21/10/2011

Cartografía inconclusa

He cruzado La Pampa creyéndome hijo del Capitán Grant. He cruzado La Patagonia como un pingüino extraviado. He cruzado los dedos debajo de las mesas de La Vasconia y La Chicha adonde vos sonreías tonteras y suspirabas con versos que tomaba prestados.
He estado en la ausencia fría y roja del desierto de Puna y en el verdor casi insostenible de la selva, del Braulio Carrillo, de Corcovado. En la hondura coralina de Puerto Viejo y en la sed que golpea despacio Guanacaste, saciándose de costa a lengüetazos. He escuchado el barullo de la Garganta del Diablo en Iguazú, de una guitarra malencordada en La Boca, de la sorococa y las campanillas de las ranas en Rincón de Osa. He aprendido a tomar cerveza en Panamá y a orinarla en las escuadras de los edificios de La California. A mirar los atardeceres en Dominical haciendo combustión espontánea.
He subido lentamente en cablebus, imaginando que los techos rojos de los tugurios de Medellín son acaso manchas de nacimiento entre tus tetas. He conocido el lado del frío que hace a las cosas azules y les da escala monstruosa, de pesadilla tallada en el hielo. Me asomo desde todos los aviones, como un sanbernardo peludo y jupón, para ver el Amazonas serpenteando, las minas de sal de Bolivia y de Salta, y un paisaje que se llena de pequeños cráteres con agua y nieve, desperdigados como confeti de avenidazo. He estado donde el norte es una representación tan amplia que es como decir: los otros. O peor aún: los que fuimos.

Me ha despeinado el viento
que atraviesa Los Andes
como flechas mapuches
Y tus manos
que atraviesan mi alma
como flechas mapuches

He estado en un aguacero de Coronado que ha durado años: cuando te fuiste.
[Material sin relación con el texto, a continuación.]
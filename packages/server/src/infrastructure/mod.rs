//! Infrastructure layer: concrete implementations of the domain seams and
//! the process-local state the coordinator owns (presence, documents,
//! outbound delivery), plus the wire DTOs.

pub mod document;
pub mod dto;
pub mod identity;
pub mod message_pusher;
pub mod notifier;
pub mod presence;
pub mod repository;
//! UseCase: schedule an interview room.
//!
//! Creates the durable Room in `scheduled` status together with its
//! initial participant set — exactly one candidate plus the invited
//! interviewers — and notifies everyone involved.

use std::sync::Arc;

use greenroom_shared::time::{Clock, parse_schedule_time};

use crate::domain::{
    ApplicationId, ParticipantNotifier, ParticipantRecord, Role, Room, RoomCode, RoomStatus,
    RoomStore, Timestamp, UserId,
};

use super::error::ScheduleError;

const DEFAULT_DURATION_MINUTES: u32 = 60;

#[derive(Debug, Clone)]
pub struct ScheduleRequest {
    pub application: ApplicationId,
    /// RFC 3339 or `YYYY-MM-DDTHH:MM`; anything else is a validation error.
    pub scheduled_time: String,
    pub duration_minutes: Option<u32>,
    pub label: Option<String>,
    pub created_by: UserId,
    pub candidate: UserId,
    pub interviewers: Vec<UserId>,
}

pub struct ScheduleRoomUseCase {
    store: Arc<dyn RoomStore>,
    notifier: Arc<dyn ParticipantNotifier>,
    clock: Arc<dyn Clock>,
}

impl ScheduleRoomUseCase {
    pub fn new(
        store: Arc<dyn RoomStore>,
        notifier: Arc<dyn ParticipantNotifier>,
        clock: Arc<dyn Clock>,
    ) -> Self {
        Self {
            store,
            notifier,
            clock,
        }
    }

    pub async fn execute(&self, request: ScheduleRequest) -> Result<Room, ScheduleError> {
        let scheduled_time = parse_schedule_time(&request.scheduled_time)
            .map(Timestamp::new)
            .ok_or_else(|| ScheduleError::InvalidScheduledTime(request.scheduled_time.clone()))?;

        let now = Timestamp::new(self.clock.now_utc_millis());
        let code = RoomCode::for_application(request.application, now);
        let label = request
            .label
            .clone()
            .unwrap_or_else(|| format!("Interview - application {}", request.application.value()));

        let room = Room {
            code: code.clone(),
            label,
            application: request.application,
            scheduled_time,
            duration_minutes: request.duration_minutes.unwrap_or(DEFAULT_DURATION_MINUTES),
            status: RoomStatus::Scheduled,
            created_by: request.created_by,
            created_at: now,
            started_at: None,
            ended_at: None,
        };

        let interviewers = dedup_interviewers(&request.interviewers, request.candidate);
        let mut participants = vec![ParticipantRecord::new(
            code.clone(),
            request.candidate,
            Role::Candidate,
        )];
        for interviewer in &interviewers {
            participants.push(ParticipantRecord::new(
                code.clone(),
                *interviewer,
                Role::Interviewer,
            ));
        }

        self.store.create_room(room.clone(), participants).await?;
        tracing::info!(
            "Scheduled room '{}' for application {} with {} interviewer(s)",
            code,
            request.application.value(),
            interviewers.len()
        );

        let when = scheduled_time.to_rfc3339();
        self.notifier
            .notify(
                request.candidate,
                "Interview scheduled",
                &format!("Your interview has been scheduled for {when} (room {code})"),
            )
            .await;
        for interviewer in interviewers {
            self.notifier
                .notify(
                    interviewer,
                    "Interview assignment",
                    &format!("You have been assigned to an interview on {when} (room {code})"),
                )
                .await;
        }

        Ok(room)
    }
}

/// Keep the interviewer list free of duplicates and of the candidate
/// itself, so the one-candidate-per-room invariant holds.
fn dedup_interviewers(interviewers: &[UserId], candidate: UserId) -> Vec<UserId> {
    let mut seen = Vec::new();
    for user in interviewers {
        if *user != candidate && !seen.contains(user) {
            seen.push(*user);
        }
    }
    seen
}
Y entre tus piernas, bajo el edredón azul, como un glaciar sobre el infierno: cuando te venías: en esa manera del agua de callarnos a baldazo limpio, a golpe de hacha derribarnos cada palabra, talarnos los ojos para que rompan las ventanas y veamos llover y seamos el aguacero mismo.
Lo sabe Caronte: he ido y vuelto, pero solo intento llegar, echar mis anclas, quemar los puentes, olvidar adrede -con este despropósito- mi pasaporte vencido: quedarme adonde vos -en esa isla misteriosa, ese argumento de Julio Verne, esa carta de Humboldt, esa sospecha de Stevenson- guardás una sonrisa que sacás a pasear por mi cuerpo, espabilando mariposas, injertándome en la nuca y en los brazos piel de gallina y entre las piernas un asombro que no se apaga nunca, infinito como los libros de arena de Borges.
Sí, esa sonrisa que te surca justo ahora, precisa, seductoramente.